Травма потери, по Триеру, непередаваема языком нормального, последовательного кино. Поэтому он транслирует ее через травму самого нарратива.
Понятно, для чего Триеру эта уязвимая, часто кажущаяся нелепой или позерской формальная бравада (сам норвежец называет свой метод «грязным формализмом»). Мир его героев безнадежно травмирован — покойница оставила после себя слишком гулкую, слишком ощутимую пустоту. Пустота нуждается в заполнении — и вот призрак героини день за днем входит в мысли персонажей, которым давно пора бы двигаться дальше. Им всем есть чем заняться — у героя Айзенберга и вовсе в начале фильма рождается сын, — но действия никак не хотят складываться в логичный сюжет. Им есть что друг с другом обсудить — но диалоги не ведут к взаимопониманию; каждый в конечном итоге обречен принять столкновение с трагедией сам по себе, в одиночестве собственных воспоминаний.

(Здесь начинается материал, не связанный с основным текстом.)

//! Dump session: one VM Service connection and the isolate it targets.
//!
//! A [`Session`] is created once per dump and handed to every pipeline step.
//! It owns the [`VmServiceClient`] (transport and correlator) and the main
//! isolate id, so nothing else holds connection state.

use std::time::Duration;

use serde_json::Value;

use fdump_core::prelude::*;
use fdump_daemon::vm_service::{
    main_isolate_id, reload_sources, VmClientEvent, VmRpc, VmServiceClient,
    DEFAULT_MAX_MESSAGE_BYTES, RELOAD_SOURCES_SERVICE,
};

/// Stream on which the Flutter tool announces its registered services.
const SERVICE_STREAM: &str = "Service";

pub struct Session {
    client: VmServiceClient,
    isolate_id: String,
    ws_uri: String,
    closed: bool,
}

impl Session {
    /// Connect to `ws_uri` and resolve the main isolate.
    ///
    /// The connection is closed again if isolate discovery fails.
    pub async fn connect(ws_uri: &str) -> Result<Self> {
        Self::connect_with_limit(ws_uri, DEFAULT_MAX_MESSAGE_BYTES).await
    }

    /// [`connect`](Self::connect) accepting replies up to `max_message_bytes`.
    pub async fn connect_with_limit(ws_uri: &str, max_message_bytes: usize) -> Result<Self> {
        let client = VmServiceClient::connect_with_limit(ws_uri, max_message_bytes).await?;

        let isolate_id = match main_isolate_id(&client).await {
            Ok(id) => id,
            Err(e) => {
                client.disconnect().await;
                return Err(e);
            }
        };
        info!("Using isolate {}", isolate_id);

        Ok(Self {
            client,
            isolate_id,
            ws_uri: ws_uri.to_string(),
            closed: false,
        })
    }

    pub fn isolate_id(&self) -> &str {
        &self.isolate_id
    }

    pub fn ws_uri(&self) -> &str {
        &self.ws_uri
    }

    pub fn is_connected(&self) -> bool {
        !self.closed && self.client.is_connected()
    }

    /// Find the namespaced `reloadSources` method registered by the Flutter
    /// tool (e.g. `s0.reloadSources`).
    ///
    /// Subscribes to the `Service` stream, whose current registrations are
    /// replayed on subscription, and waits up to `wait` for the announcement.
    pub async fn find_reload_method(&mut self, wait: Duration) -> Option<String> {
        if let Err(e) = self.client.stream_listen(SERVICE_STREAM).await {
            // Already subscribed is fine; anything else means no registrations.
            debug!("streamListen({}) failed: {}", SERVICE_STREAM, e);
        }

        let deadline = tokio::time::Instant::now() + wait;
        loop {
            let event =
                match tokio::time::timeout_at(deadline, self.client.event_receiver().recv()).await {
                    Ok(Some(event)) => event,
                    Ok(None) | Err(_) => return None,
                };

            let VmClientEvent::StreamEvent(event) = event else {
                continue;
            };
            let stream_event = event.params.event;
            if stream_event.kind == "ServiceRegistered"
                && stream_event.service.as_deref() == Some(RELOAD_SOURCES_SERVICE)
            {
                if let Some(method) = stream_event.method {
                    debug!("Found reload service {}", method);
                    return Some(method);
                }
            }
        }
    }

    /// Hot reload through the Flutter tool's `reloadSources` service.
    ///
    /// Returns `false` when no such service is registered (e.g. the app was
    /// not started by `flutter run`).
    pub async fn hot_reload(&mut self, wait: Duration) -> Result<bool> {
        let Some(method) = self.find_reload_method(wait).await else {
            warn!("No reloadSources service registered; skipping hot reload");
            return Ok(false);
        };
        let isolate_id = self.isolate_id.clone();
        reload_sources(&self.client, &method, &isolate_id).await?;
        info!("Hot reload requested");
        Ok(true)
    }

    /// Close the connection. Pending calls are abandoned. Idempotent.
    pub async fn close(&mut self) {
        if self.closed {
            return;
        }
        self.closed = true;
        self.client.disconnect().await;
        debug!("Session closed");
    }
}

impl VmRpc for Session {
    async fn request(&self, method: &str, params: Option<Value>) -> Result<Value> {
        self.client.request(method, params).await
    }
}

#[cfg(test)]
mod tests {
    use super::*;
    use fdump_daemon::test_utils::{vm_with_main_isolate, MockReply, MockVmService};
    use serde_json::json;

    #[tokio::test]
    async fn test_connect_resolves_main_isolate() {
        let mock = MockVmService::start(|method, _| match method {
            "getVM" => MockReply::Result(vm_with_main_isolate("isolates/7")),
            _ => MockReply::Result(json!({})),
        })
        .await;

        let mut session = Session::connect(&mock.ws_uri()).await.unwrap();
        assert_eq!(session.isolate_id(), "isolates/7");
        assert!(session.is_connected());

        session.close().await;
        session.close().await;
        assert!(!session.is_connected());
        assert!(matches!(
            session.request("getVM", None).await,
            Err(Error::ConnectionNotReady)
        ));
    }

    #[tokio::test]
    async fn test_connect_fails_without_user_isolate() {
        let mock = MockVmService::start(|_, _| {
            MockReply::Result(json!({
                "type": "VM",
                "isolates": [{ "id": "isolates/0", "isSystemIsolate": true }]
            }))
        })
        .await;

        let result = Session::connect(&mock.ws_uri()).await;
        assert!(matches!(result, Err(Error::VmService(_))));
    }

    #[tokio::test]
    async fn test_hot_reload_uses_registered_method() {
        let mock = MockVmService::start(|method, _| match method {
            "getVM" => MockReply::Result(vm_with_main_isolate("isolates/1")),
            _ => MockReply::Result(json!({ "type": "Success" })),
        })
        .await;
        let mut session = Session::connect(&mock.ws_uri()).await.unwrap();

        let push = async {
            tokio::time::sleep(Duration::from_millis(50)).await;
            mock.push(json!({
                "jsonrpc": "2.0",
                "method": "streamNotify",
                "params": {
                    "streamId": "Service",
                    "event": {
                        "kind": "ServiceRegistered",
                        "service": "reloadSources",
                        "method": "s0.reloadSources",
                        "alias": "Flutter Tools"
                    }
                }
            }));
        };
        let (reloaded, _) = tokio::join!(session.hot_reload(Duration::from_secs(2)), push);

        assert!(reloaded.unwrap());
        assert_eq!(mock.call_count("streamListen"), 1);
        assert_eq!(mock.call_count("s0.reloadSources"), 1);
        session.close().await;
    }

    #[tokio::test]
    async fn test_hot_reload_without_service_is_skipped() {
        let mock = MockVmService::start(|method, _| match method {
            "getVM" => MockReply::Result(vm_with_main_isolate("isolates/1")),
            _ => MockReply::Result(json!({ "type": "Success" })),
        })
        .await;
        let mut session = Session::connect(&mock.ws_uri()).await.unwrap();

        let reloaded = session.hot_reload(Duration::from_millis(100)).await.unwrap();
        assert!(!reloaded);
        session.close().await;
    }
}
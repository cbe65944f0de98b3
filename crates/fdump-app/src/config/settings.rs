//! Settings loading and `.fdump/` initialization

use std::path::Path;

use fdump_core::prelude::*;

use super::types::Settings;

const CONFIG_FILENAME: &str = "config.toml";
const FDUMP_DIR: &str = ".fdump";

/// Load settings from .fdump/config.toml
///
/// Returns default settings if file doesn't exist or can't be parsed.
pub fn load_settings(project_path: &Path) -> Settings {
    let config_path = project_path.join(FDUMP_DIR).join(CONFIG_FILENAME);

    if !config_path.exists() {
        debug!("No config file at {:?}, using defaults", config_path);
        return Settings::default();
    }

    match std::fs::read_to_string(&config_path) {
        Ok(content) => match toml::from_str(&content) {
            Ok(settings) => {
                debug!("Loaded settings from {:?}", config_path);
                settings
            }
            Err(e) => {
                warn!("Failed to parse {:?}: {}", config_path, e);
                Settings::default()
            }
        },
        Err(e) => {
            warn!("Failed to read {:?}: {}", config_path, e);
            Settings::default()
        }
    }
}

/// Create `.fdump/config.toml` with commented defaults.
///
/// An existing file is left untouched. Returns the config file path.
pub fn init_config_dir(project_path: &Path) -> Result<std::path::PathBuf> {
    let fdump_dir = project_path.join(FDUMP_DIR);

    if !fdump_dir.exists() {
        std::fs::create_dir_all(&fdump_dir)
            .map_err(|e| Error::config(format!("Failed to create .fdump dir: {}", e)))?;
    }

    let config_path = fdump_dir.join(CONFIG_FILENAME);
    if config_path.exists() {
        info!("Config already exists at {:?}", config_path);
    } else {
        std::fs::write(&config_path, generate_default_config())
            .map_err(|e| Error::config(format!("Failed to write config.toml: {}", e)))?;
        info!("Wrote default config to {:?}", config_path);
    }

    Ok(config_path)
}

fn generate_default_config() -> String {
    r#"# flutter-dump configuration

[connection]
debug_port_timeout_secs = 60   # Wait for `flutter run` to report the VM Service
service_wait_ms = 1000         # Wait for reloadSources registration (--uri only)
max_message_mb = 100           # Largest single VM Service reply (getObject strings)

[inspector]
object_group = "fdump-inspector"
ready_max_attempts = 20        # Polls while the first frame is not built yet
ready_interval_ms = 500
settle_delay_ms = 200
node_delay_ms = 10             # Pause between per-node detail fetches

[crawler]
# Dart file injected as lib/figma_temp_crawler.dart (required for --mode figma)
# source = "tool/figma_crawler.dart"
entry_expression = "figmaExtractorEntryPoint()"
library_hint = "figma_temp_crawler"
settle_delay_ms = 1500
hot_reload_delay_ms = 2000
fetch_details = false          # Also crawl inspector details in figma mode

[assets]
max_bytes = 5242880            # Larger images are flagged instead of embedded

[output]
inspector_dir = "flutter_inspector_dump"
figma_dir = "flutter_figma_dump"
"#
    .to_string()
}
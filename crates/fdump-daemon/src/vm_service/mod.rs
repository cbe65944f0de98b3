//! Dart VM Service WebSocket protocol types and utilities.
//!
//! This module contains types and helpers for communicating with the Dart VM
//! Service over WebSocket using the JSON-RPC 2.0 protocol.
//!
//! ## Modules
//!
//! - [`protocol`]: JSON-RPC types, the request tracker, and the message parser.
//! - [`client`]: Async WebSocket client and the [`VmRpc`] trait.
//! - [`extensions`]: Widget-inspector extension calls with their exact params.
//! - [`instance`]: `evaluate`/`getObject` and truncated string recovery.
//!
//! ## Quick start
//!
//! ```ignore
//! use fdump_daemon::vm_service::{
//!     evaluate, get_root_widget_summary_tree, resolve_string, VmServiceClient,
//! };
//!
//! let client = VmServiceClient::connect("ws://127.0.0.1:8181/ws").await?;
//! let isolate_id = client.main_isolate_id().await?;
//!
//! let tree = get_root_widget_summary_tree(&client, &isolate_id, "fdump-inspector").await?;
//!
//! let result = evaluate(&client, &isolate_id, None, "jsonEncode(payload)").await?;
//! let text = resolve_string(&client, &isolate_id, &result).await?;
//!
//! client.disconnect().await;
//! ```

pub mod client;
pub mod extensions;
pub mod instance;
pub mod protocol;

pub use client::{
    get_isolate, get_vm, main_isolate_id, ConnectionState, LocalVmRpc, VmRequestHandle, VmRpc,
    VmServiceClient, DEFAULT_MAX_MESSAGE_BYTES,
};
pub use extensions::{
    ext, get_details_subtree, get_layout_explorer_node, get_root_widget_summary_tree,
    get_selected_widget, reload_sources, set_selection_by_id, RELOAD_SOURCES_SERVICE,
};
pub use instance::{evaluate, get_object, resolve_string, InstanceRef, ResolvedString};
pub use protocol::{
    parse_vm_message, IsolateInfo, IsolateRef, LibraryRef, StreamEvent, StreamEventParams,
    VmClientEvent, VmInfo, VmRequestTracker, VmServiceEvent, VmServiceMessage, VmServiceRequest,
    VmServiceResponse,
};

Травма потери, по Триеру, непередаваема языком нормального, последовательного кино. Поэтому он транслирует ее через травму самого нарратива, через микширование разнородных стилей, визуализацию белых ниток, которыми расходятся ненадежные швы между миром тела и миром ума, между памятью и сухими фактами, между идеалистическим образом покойной и тем, какой она была на самом деле (эгоистичной, плотно подсевшей на стрингерский адреналин, давно бросившей семью ради профессии).
© Motlys
Конечно, сами по себе эксперименты с киноязыком не способны сделать ни один фильм новаторским — дело в соответствии целей и средств, уместности персональных авторских завихрений. Один из героев первой работы Триера, обманчиво ироничной «Репризы», провозглашал свою писательскую миссию «поиском абсолютного языка, способного передать все непередаваемые нюансы» — и был, конечно, немедленно осмеян (для озабоченного проклятыми вопросами экзистенциалиста у Триера завидный талант к самоиронии, то и дело проявляется он и в «Громче, чем бомбы»). Тем не менее сам норвежец поиском языка, способного передать все нюансы психологической жизни, заниматься не перестает; другое дело, что он, в отличие от литератора из «Репризы» — тот, строго говоря, был дураком, — осознает, что уж абсолютным этот (да и ни один другой) язык быть не может. Триер не уверен, что всегда прав, что законченное, цельное, исчерпывающее высказывание вообще возможно, — но сам этот поиск становится для норвежца магистральной темой. Его персонажам именно поэтому даже в финале не светит никакое громогласное откровение. Но зато «Громче, чем бомбы» предоставляет опыт куда интереснее: в те нередкие моменты, когда в своих поисках Триер нащупывает очертания правды, подлинной эмоции, неподдельной боли, озарение будто бы осеняет само кино — сиюминутная точка опоры становится общей для автора и зрителя; те становятся одним целым. Об эффекте этого выведенного за рамки кадра катарсиса название фильма тоже, надо сказать, не врет.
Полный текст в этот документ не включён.